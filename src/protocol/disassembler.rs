//! Splits a logical message into size-bounded frames.
//!
//! The control payload comes first under the exchange id, followed by each
//! attached stream under its own id. Every sequence ends with an `end` frame,
//! so an empty payload still produces exactly one (empty) frame.
//!
//! ```
//! use streamwire::protocol::{Disassembler, FrameType};
//! use bytes::Bytes;
//! use uuid::Uuid;
//!
//! let id = Uuid::new_v4();
//! let frames: Vec<_> =
//!     Disassembler::new(FrameType::Request, id, Bytes::from_static(b"hello"), Vec::new(), 3)
//!         .collect();
//!
//! assert_eq!(frames.len(), 2);
//! assert_eq!(frames[0].payload(), b"hel");
//! assert_eq!(frames[1].payload(), b"lo");
//! assert!(frames[1].is_end());
//! ```

use std::collections::VecDeque;

use bytes::Bytes;
use uuid::Uuid;

use super::{Frame, FrameType};

/// One payload waiting to be sliced.
#[derive(Debug)]
struct Segment {
    frame_type: FrameType,
    id: Uuid,
    remaining: Bytes,
    emitted: bool,
}

/// Single-pass iterator over the frames of one logical message.
#[derive(Debug)]
pub struct Disassembler {
    segments: VecDeque<Segment>,
    max_frame_size: usize,
}

impl Disassembler {
    /// Build a disassembler for a control payload and its attached streams.
    ///
    /// A `max_frame_size` of 0 is treated as 1.
    pub fn new(
        control_type: FrameType,
        id: Uuid,
        control: Bytes,
        streams: Vec<(Uuid, Bytes)>,
        max_frame_size: usize,
    ) -> Self {
        let mut segments = VecDeque::with_capacity(streams.len() + 1);
        segments.push_back(Segment {
            frame_type: control_type,
            id,
            remaining: control,
            emitted: false,
        });
        for (stream_id, body) in streams {
            segments.push_back(Segment {
                frame_type: FrameType::Stream,
                id: stream_id,
                remaining: body,
                emitted: false,
            });
        }

        Self {
            segments,
            max_frame_size: max_frame_size.max(1),
        }
    }
}

impl Iterator for Disassembler {
    type Item = Frame;

    fn next(&mut self) -> Option<Frame> {
        let segment = self.segments.front_mut()?;

        let take = segment.remaining.len().min(self.max_frame_size);
        let chunk = segment.remaining.split_to(take);
        let end = segment.remaining.is_empty();
        segment.emitted = true;

        let frame = Frame::new(segment.frame_type, segment.id, chunk, end);
        if end {
            self.segments.pop_front();
        }
        Some(frame)
    }

    fn size_hint(&self) -> (usize, Option<usize>) {
        let n: usize = self
            .segments
            .iter()
            .map(|s| {
                if s.remaining.is_empty() {
                    usize::from(!s.emitted)
                } else {
                    s.remaining.len().div_ceil(self.max_frame_size)
                }
            })
            .sum();
        (n, Some(n))
    }
}

impl ExactSizeIterator for Disassembler {}

#[cfg(test)]
mod tests {
    use super::*;

    fn collect(control: &'static [u8], streams: Vec<(Uuid, Bytes)>, max: usize) -> Vec<Frame> {
        Disassembler::new(
            FrameType::Request,
            Uuid::nil(),
            Bytes::from_static(control),
            streams,
            max,
        )
        .collect()
    }

    #[test]
    fn test_hello_in_two_frames() {
        let id = Uuid::new_v4();
        let frames: Vec<Frame> =
            Disassembler::new(FrameType::Request, id, Bytes::from_static(b"hello"), vec![], 3)
                .collect();

        assert_eq!(frames.len(), 2);

        assert_eq!(frames[0].frame_type(), FrameType::Request);
        assert_eq!(frames[0].id(), id);
        assert_eq!(frames[0].header.payload_length, 3);
        assert!(!frames[0].is_end());
        assert_eq!(frames[0].payload(), b"hel");

        assert_eq!(frames[1].frame_type(), FrameType::Request);
        assert_eq!(frames[1].id(), id);
        assert_eq!(frames[1].header.payload_length, 2);
        assert!(frames[1].is_end());
        assert_eq!(frames[1].payload(), b"lo");
    }

    #[test]
    fn test_exact_multiple_has_no_trailing_empty_frame() {
        let frames = collect(b"abcdef", vec![], 3);
        assert_eq!(frames.len(), 2);
        assert!(frames[1].is_end());
        assert_eq!(frames[1].payload(), b"def");
    }

    #[test]
    fn test_empty_control_yields_one_end_frame() {
        let frames = collect(b"", vec![], 16);
        assert_eq!(frames.len(), 1);
        assert!(frames[0].is_end());
        assert_eq!(frames[0].payload_len(), 0);
    }

    #[test]
    fn test_streams_follow_control_under_own_ids() {
        let s1 = Uuid::new_v4();
        let s2 = Uuid::new_v4();
        let frames = collect(
            b"ctl",
            vec![
                (s1, Bytes::from_static(b"12345")),
                (s2, Bytes::new()),
            ],
            2,
        );

        let kinds: Vec<(FrameType, Uuid, bool)> = frames
            .iter()
            .map(|f| (f.frame_type(), f.id(), f.is_end()))
            .collect();

        assert_eq!(
            kinds,
            vec![
                (FrameType::Request, Uuid::nil(), false),
                (FrameType::Request, Uuid::nil(), true),
                (FrameType::Stream, s1, false),
                (FrameType::Stream, s1, false),
                (FrameType::Stream, s1, true),
                (FrameType::Stream, s2, true),
            ]
        );
    }

    #[test]
    fn test_zero_max_frame_size_treated_as_one() {
        let frames = collect(b"abc", vec![], 0);
        assert_eq!(frames.len(), 3);
        assert!(frames.iter().all(|f| f.payload_len() == 1));
    }

    #[test]
    fn test_size_hint_is_exact() {
        let mut it = Disassembler::new(
            FrameType::Response,
            Uuid::nil(),
            Bytes::from_static(b"0123456789"),
            vec![(Uuid::new_v4(), Bytes::new())],
            4,
        );
        assert_eq!(it.len(), 4);
        it.next();
        assert_eq!(it.len(), 3);
        assert_eq!(it.count(), 3);
    }
}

++++++++

_WHAT YOU WILL DO_
Which lines in the material contain the word "header"? Pull each of them out.

_RESULT OF THE TASK_
        assert_eq!(frames[0].header.payload_length, 3);
        assert_eq!(frames[1].header.payload_length, 2);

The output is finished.